The Texas Rangers, for whatever reason, play their balls off for Washington. Many nights it shows. Put together quality play and those nights turn into wins. Like this year.
Inability To Manage A GameSay what you want about Washington, but the guy can't manage a game very well. Mostly, he overmanages. Plays the match-ups and executes typical coach-stuff far too much. Oftentimes, you just have to roll with what you got and play with your gut. It's how good managers/coaches are made. It's how a lot of guys are made. Play it safe and you never learn or grow. Take some changes, follow your gut and go against the grain and if it works out, you're a genius.
Case in point: The example above regarding Thome, Feldman and Holland. OK, you want to pull Feldman (at this point, Washington was coaching for his job) and put in a lefty reliever. Fine. But why Holland? When you've preached that you don't want to overexpose him and you didn't pitch him until a week into his call up. It's hypocritical. Also, Thome can't hit many lefties. He especially can't hit Eddie Guardado. He's 1-4 against Wilson. Why not those guys? Is it about suddenly exposing Holland or winning the game?

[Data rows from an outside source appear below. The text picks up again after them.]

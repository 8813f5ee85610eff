// src/context/inducement.rs
// Liquidity sweeps: price runs the stops beyond a recent swing, then snaps back toward the zone.

use serde::{Deserialize, Serialize};

use crate::types::{Candle, Zone, ZoneType};

const WINDOW: usize = 20;
const SWEEP_LOOKBACK: usize = 5;
const MIN_CANDLES: usize = SWEEP_LOOKBACK + 1;
/// Two reference extremes within this share of zone width count as equal
const EQUAL_LEVEL_TOLERANCE: f64 = 0.1;

#[derive(Debug, Clone, Copy, PartialEq, Eq, Serialize, Deserialize)]
#[serde(rename_all = "camelCase")]
pub enum InducementType {
    SwingLow,
    SwingHigh,
    EqualLows,
    EqualHighs,
}

#[derive(Debug, Clone, Copy, PartialEq, Eq, Serialize, Deserialize)]
#[serde(rename_all = "lowercase")]
pub enum InducementQuality {
    Strong,
    Moderate,
    Weak,
}

#[derive(Debug, Clone, PartialEq, Serialize, Deserialize)]
#[serde(rename_all = "camelCase")]
pub struct InducementResult {
    pub has_inducement: bool,
    pub inducement_type: Option<InducementType>,
    pub quality: Option<InducementQuality>,
    pub reversal_confirmed: bool,
    pub swept_level: Option<f64>,
}

impl InducementResult {
    fn none() -> Self {
        Self {
            has_inducement: false,
            inducement_type: None,
            quality: None,
            reversal_confirmed: false,
            swept_level: None,
        }
    }
}

pub trait InducementDetector: Send + Sync {
    /// `None` when there are too few candles to judge.
    fn detect_inducement(&self, zone: &Zone, candles: &[Candle]) -> Option<InducementResult>;
}

#[derive(Debug, Clone, Copy, Default)]
pub struct SweepInducementDetector;

impl InducementDetector for SweepInducementDetector {
    fn detect_inducement(&self, zone: &Zone, candles: &[Candle]) -> Option<InducementResult> {
        let window = &candles[candles.len().saturating_sub(WINDOW)..];
        if window.len() < MIN_CANDLES {
            return None;
        }

        let (reference, recent) = window.split_at(window.len() - SWEEP_LOOKBACK);
        let is_demand = zone.zone_type == ZoneType::Demand;

        let extreme = |c: &Candle| if is_demand { c.low } else { c.high };
        let level = if is_demand {
            reference.iter().map(extreme).fold(f64::MAX, f64::min)
        } else {
            reference.iter().map(extreme).fold(f64::MIN, f64::max)
        };

        // The swept liquidity has to sit between price and the zone
        let outside_zone = if is_demand { level > zone.zone_high() } else { level < zone.zone_low() };
        if !outside_zone {
            return Some(InducementResult::none());
        }

        let sweep = recent.iter().position(|c| {
            if is_demand {
                c.low < level && c.close > level
            } else {
                c.high > level && c.close < level
            }
        });
        let Some(sweep_idx) = sweep else {
            return Some(InducementResult::none());
        };
        let sweep_candle = &recent[sweep_idx];

        let tolerance = zone.width() * EQUAL_LEVEL_TOLERANCE;
        let equal_levels = reference.iter().filter(|c| (extreme(c) - level).abs() <= tolerance).count() >= 2;

        let reversal_confirmed = recent[sweep_idx + 1..].iter().any(|c| {
            if is_demand {
                c.close > sweep_candle.high
            } else {
                c.close < sweep_candle.low
            }
        });

        let inducement_type = match (is_demand, equal_levels) {
            (true, true) => InducementType::EqualLows,
            (true, false) => InducementType::SwingLow,
            (false, true) => InducementType::EqualHighs,
            (false, false) => InducementType::SwingHigh,
        };
        let quality = match (reversal_confirmed, equal_levels) {
            (true, true) => InducementQuality::Strong,
            (true, false) | (false, true) => InducementQuality::Moderate,
            (false, false) => InducementQuality::Weak,
        };

        Some(InducementResult {
            has_inducement: true,
            inducement_type: Some(inducement_type),
            quality: Some(quality),
            reversal_confirmed,
            swept_level: Some(level),
        })
    }
}

#[cfg(test)]
mod tests {
    use super::*;
    use crate::types::test_support::*;

    fn base_window() -> Vec<Candle> {
        vec![
            candle_at(0, 105.0, 106.0, 104.0, 105.5),
            candle_at(1, 105.5, 106.5, 103.0, 104.0),
            candle_at(2, 104.0, 105.0, 103.05, 104.5),
            candle_at(3, 104.5, 106.0, 104.0, 105.0),
            candle_at(4, 105.0, 105.5, 104.2, 104.8),
        ]
    }

    #[test]
    fn test_equal_lows_sweep_with_reversal_is_strong() {
        let zone = demand_zone(100.0, 98.0);
        let mut candles = base_window();
        candles.push(candle_at(5, 104.8, 105.0, 102.5, 103.6)); // sweeps 103.0
        candles.push(candle_at(6, 103.6, 105.5, 103.5, 105.2)); // closes above sweep high
        candles.extend((7..10).map(|i| candle_at(i, 105.0, 105.4, 104.6, 105.1)));

        let result = SweepInducementDetector.detect_inducement(&zone, &candles).unwrap();
        assert!(result.has_inducement);
        assert_eq!(result.inducement_type, Some(InducementType::EqualLows));
        assert!(result.reversal_confirmed);
        assert_eq!(result.quality, Some(InducementQuality::Strong));
        assert_eq!(result.swept_level, Some(103.0));
    }

    #[test]
    fn test_sweep_without_reversal_is_weak_swing() {
        let zone = demand_zone(100.0, 98.0);
        let mut candles = base_window();
        candles[2] = candle_at(2, 104.0, 105.0, 103.8, 104.5);
        candles.push(candle_at(5, 104.8, 105.0, 102.5, 103.6));
        candles.extend((6..10).map(|i| candle_at(i, 103.6, 104.0, 103.2, 103.5)));

        let result = SweepInducementDetector.detect_inducement(&zone, &candles).unwrap();
        assert_eq!(result.inducement_type, Some(InducementType::SwingLow));
        assert!(!result.reversal_confirmed);
        assert_eq!(result.quality, Some(InducementQuality::Weak));
    }

    fn supply_window() -> Vec<Candle> {
        vec![
            candle_at(0, 105.0, 106.0, 104.0, 105.5),
            candle_at(1, 105.5, 107.0, 105.0, 106.0),
            candle_at(2, 106.0, 106.95, 105.5, 106.2),
            candle_at(3, 106.2, 106.5, 105.8, 106.0),
            candle_at(4, 106.0, 106.4, 105.6, 105.9),
            candle_at(5, 105.9, 107.5, 105.8, 106.4), // runs the highs at 107.0
            candle_at(6, 106.4, 106.5, 105.2, 105.5), // closes under the sweep low
            candle_at(7, 105.5, 105.8, 105.2, 105.6),
            candle_at(8, 105.6, 105.8, 105.2, 105.4),
            candle_at(9, 105.4, 105.7, 105.1, 105.3),
        ]
    }

    #[test]
    fn test_equal_highs_sweep_below_supply_is_strong() {
        let zone = supply_zone(110.0, 112.0);
        let result = SweepInducementDetector.detect_inducement(&zone, &supply_window()).unwrap();

        assert!(result.has_inducement);
        assert_eq!(result.inducement_type, Some(InducementType::EqualHighs));
        assert!(result.reversal_confirmed);
        assert_eq!(result.quality, Some(InducementQuality::Strong));
        assert_eq!(result.swept_level, Some(107.0));
    }

    #[test]
    fn test_single_swing_high_with_reversal_is_moderate() {
        let zone = supply_zone(110.0, 112.0);
        let mut candles = supply_window();
        candles[2] = candle_at(2, 106.0, 106.6, 105.5, 106.2);

        let result = SweepInducementDetector.detect_inducement(&zone, &candles).unwrap();
        assert_eq!(result.inducement_type, Some(InducementType::SwingHigh));
        assert!(result.reversal_confirmed);
        assert_eq!(result.quality, Some(InducementQuality::Moderate));
    }

    #[test]
    fn test_level_inside_zone_is_not_inducement() {
        let zone = demand_zone(104.0, 100.0);
        let mut candles = base_window();
        candles.extend((5..10).map(|i| candle_at(i, 104.0, 104.5, 102.0, 103.5)));

        let result = SweepInducementDetector.detect_inducement(&zone, &candles).unwrap();
        assert!(!result.has_inducement);
    }

    #[test]
    fn test_too_few_candles() {
        let zone = demand_zone(100.0, 98.0);
        assert!(SweepInducementDetector.detect_inducement(&zone, &base_window()).is_none());
    }
}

However, I consider the top point and this point evened out. Sure he makes boneheaded, generic moves, but he also gets guys to play hard. The third reason is the biggest reason why I wanted Washington fired.
Inability To Walk The TalkWhen Washington was hired, Rangers fans were sold on three things:
- Rangers pitchers would pitch to contact.
- Rangers fielders would field with precision and fundamentally sound acumen.
- Rangers hitters would manufacture runs as much as they would pound home runs.
For two seasons, none of those came to fruition. For one, Washington probably should keep his nose out of pitching. Two, the defense got worse under Washington. Three, the Rangers didn't "manufacture" runs. It's doubles and home runs with this team.
Until this year.
OK, we know what the pitching staff is doing. Pitching to contact. Getting outs. Carrying this team.
Offensively, this is a slightly different team. Yes, they still lead the world in home runs, but this team is turning into what Washington envisioned. They're fifth in stolen bases (29) and ninth in sacrifice flies (13, but they should have more). They're sacrificing. With Ian Kinsler and Elvis Andrus, they have speed. They move runners. Suddenly, Jarrod Saltalamacchia and Elvis Andrus have become the hit-and-run candidates (beautifully executed over the weekend ... poorly botched against Seattle last week). Yes, they'll wait for the home run, but they'll settle for five small innings.
Defensively, the different is night and day. The Rangers have the 22nd least errors in the league despite having the 11th most total chances.
Ian Kinsler is 35 percent better than last season. Chris Davis is 75 percent better than Frank Catalanotto or Hank Blalock from last year. Mike Young has upgraded third base, Elvis Andrus shortstop and Jarrod Saltalamacchia is about 55 percent better this year over last.
Essentially, on personnel alone, the Rangers have upgraded three positions and had two positions (Kins, Salty) get better. The outfield is pretty solid, as it was last season.
What frustrated me about Washington is that he had two seasons to work his magic in these areas and we didn't see improvement, we saw regression. It was getting worse and you combine that with the poor in-game management and it's enough to get even the most stoic of fans (which I'm not) to cry for someone's head.
That night it was Washington. I apologize. I meant it, but I realize that maybe all a guy needs is a little time.